● Brief
Your answer must be the lines of the entries below, exactly as written, from the first line through the line containing "let cli = Cli::parse();".

[Dataset items]
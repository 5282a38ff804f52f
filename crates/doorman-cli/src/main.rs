use anyhow::{bail, Context, Result};
use clap::{Parser, Subcommand};
use doorman_core::{Config, IdentityStore, OnnxAnalyzer, Outcome, RecognitionEngine};
use doorman_hw::{Camera, GpioActuator, Relay};
use std::path::{Path, PathBuf};
use std::sync::Arc;
use std::time::Duration;

#[derive(Parser)]
#[command(name = "doorman", about = "Doorman face-recognition door access CLI")]
struct Cli {
    #[command(subcommand)]
    command: Commands,
}

#[derive(Subcommand)]
enum Commands {
    /// Add a trusted identity from a reference photo
    Enroll {
        /// Name to store the identity under
        #[arg(short, long)]
        name: String,
        /// Image containing the person's face (the largest face is used)
        image: PathBuf,
    },
    /// List enrolled identities
    List {
        /// Print as JSON
        #[arg(long)]
        json: bool,
    },
    /// Remove an enrolled identity
    Remove {
        /// Identity name
        name: String,
    },
    /// List V4L2 capture devices
    Devices,
    /// Capture one frame and run recognition on it
    Test,
    /// Pulse the door relay
    Unlock {
        /// Hold duration in seconds (defaults to the configured unlock time)
        #[arg(long)]
        secs: Option<u64>,
    },
}

#[tokio::main]
async fn main() -> Result<()> {
    tracing_subscriber::fmt()
        .with_env_filter(tracing_subscriber::EnvFilter::from_default_env())
        .init();

    let cli = Cli::parse();
    let config = Config::load().context("failed to load configuration")?;

    match cli.command {
        Commands::Enroll { name, image } => enroll(&config, &name, &image),
        Commands::List { json } => list(&config, json),
        Commands::Remove { name } => remove(&config, &name),
        Commands::Devices => {
            let devices = Camera::list_devices();
            if devices.is_empty() {
                println!("No video capture devices found");
            }
            for d in devices {
                println!("{}  {} ({}, {})", d.path, d.name, d.driver, d.bus);
            }
            Ok(())
        }
        Commands::Test => test_camera(&config),
        Commands::Unlock { secs } => {
            let hold = secs.map(Duration::from_secs).unwrap_or_else(|| config.unlock_hold());
            unlock(&config, hold).await
        }
    }
}

fn engine(config: &Config, store: Arc<IdentityStore>) -> Result<RecognitionEngine> {
    let analyzer = OnnxAnalyzer::load(&config.model_dir).context("failed to load face models")?;
    Ok(RecognitionEngine::new(
        Box::new(analyzer),
        store,
        config.confidence_threshold,
    ))
}

fn enroll(config: &Config, name: &str, image_path: &Path) -> Result<()> {
    let store = Arc::new(IdentityStore::load(config.store_path())?);
    if store.contains(name) {
        bail!("identity '{name}' already exists");
    }

    let photo = image::open(image_path)
        .with_context(|| format!("failed to read {}", image_path.display()))?;
    let image = photo.to_luma8();
    let engine = engine(config, store.clone())?;
    let (region, encoding) = engine
        .encode_largest(&image)
        .with_context(|| format!("cannot enroll from {}", image_path.display()))?;
    store.add(name, encoding)?;

    let known_dir = config.known_faces_dir();
    std::fs::create_dir_all(&known_dir)?;
    let reference = known_dir.join(format!("{name}.jpg"));
    photo
        .to_rgb8()
        .save(&reference)
        .with_context(|| format!("identity stored but failed to save {}", reference.display()))?;

    println!(
        "Enrolled '{name}' (face {}x{} at {},{})",
        region.width(),
        region.height(),
        region.left,
        region.top
    );
    Ok(())
}

fn list(config: &Config, json: bool) -> Result<()> {
    let store = IdentityStore::load(config.store_path())?;
    let records = store.records();

    if json {
        let entries: Vec<_> = records
            .iter()
            .map(|r| serde_json::json!({ "name": r.name, "dimensions": r.encoding.len() }))
            .collect();
        println!("{}", serde_json::to_string_pretty(&entries)?);
        return Ok(());
    }

    if records.is_empty() {
        println!("No identities enrolled");
        return Ok(());
    }
    for r in &records {
        println!("{}  ({}-dim)", r.name, r.encoding.len());
    }
    Ok(())
}

fn remove(config: &Config, name: &str) -> Result<()> {
    let store = IdentityStore::load(config.store_path())?;
    if !store.remove(name)? {
        bail!("no identity named '{name}'");
    }
    let reference = config.known_faces_dir().join(format!("{name}.jpg"));
    if reference.exists() {
        std::fs::remove_file(&reference)
            .with_context(|| format!("failed to remove {}", reference.display()))?;
    }
    println!("Removed '{name}'");
    Ok(())
}

fn test_camera(config: &Config) -> Result<()> {
    println!("Opening {}...", config.camera_device);
    let camera = Camera::open(&config.camera_device, config.camera_width, config.camera_height)?;
    println!("  negotiated {}x{}", camera.width, camera.height);

    let image = camera
        .capture_frame()?
        .into_image()
        .context("camera returned an invalid frame")?;

    let store = Arc::new(IdentityStore::load(config.store_path())?);
    let engine = engine(config, store)?;
    let faces = engine.detect(&image)?;
    println!("  faces detected: {}", faces.len());

    match engine.process(&image).map(|r| r.outcome) {
        None => println!("  no face to recognize"),
        Some(Outcome::Matched { name, distance }) => {
            println!("  recognized '{name}' (distance {distance:.3})")
        }
        Some(Outcome::Unknown) => println!("  unknown face"),
        Some(Outcome::Unidentifiable) => println!("  face found but could not be encoded"),
    }
    Ok(())
}

async fn unlock(config: &Config, hold: Duration) -> Result<()> {
    let actuator = GpioActuator::open(config.relay_gpio_pin, config.relay_active_low)
        .context("failed to configure relay GPIO")?;
    let relay = Relay::new(Arc::new(actuator))?;

    println!("Unlocking for {}s (GPIO {})...", hold.as_secs(), config.relay_gpio_pin);
    let result = tokio::select! {
        r = relay.unlock(hold) => r.map_err(anyhow::Error::from),
        _ = tokio::signal::ctrl_c() => Ok(()),
    };
    relay.cleanup();
    result?;
    println!("Locked");
    Ok(())
}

● Exercise result
repository 5282a38ff804f52f
filename crates/doorman-cli/src/main.rs
use anyhow::{bail, Context, Result};
use clap::{Parser, Subcommand};
use doorman_core::{Config, IdentityStore, OnnxAnalyzer, Outcome, RecognitionEngine};
use doorman_hw::{Camera, GpioActuator, Relay};
use std::path::{Path, PathBuf};
use std::sync::Arc;
use std::time::Duration;

#[derive(Parser)]
#[command(name = "doorman", about = "Doorman face-recognition door access CLI")]
struct Cli {
    #[command(subcommand)]
    command: Commands,
}

#[derive(Subcommand)]
enum Commands {
    /// Add a trusted identity from a reference photo
    Enroll {
        /// Name to store the identity under
        #[arg(short, long)]
        name: String,
        /// Image containing the person's face (the largest face is used)
        image: PathBuf,
    },
    /// List enrolled identities
    List {
        /// Print as JSON
        #[arg(long)]
        json: bool,
    },
    /// Remove an enrolled identity
    Remove {
        /// Identity name
        name: String,
    },
    /// List V4L2 capture devices
    Devices,
    /// Capture one frame and run recognition on it
    Test,
    /// Pulse the door relay
    Unlock {
        /// Hold duration in seconds (defaults to the configured unlock time)
        #[arg(long)]
        secs: Option<u64>,
    },
}

#[tokio::main]
async fn main() -> Result<()> {
    tracing_subscriber::fmt()
        .with_env_filter(tracing_subscriber::EnvFilter::from_default_env())
        .init();

    let cli = Cli::parse();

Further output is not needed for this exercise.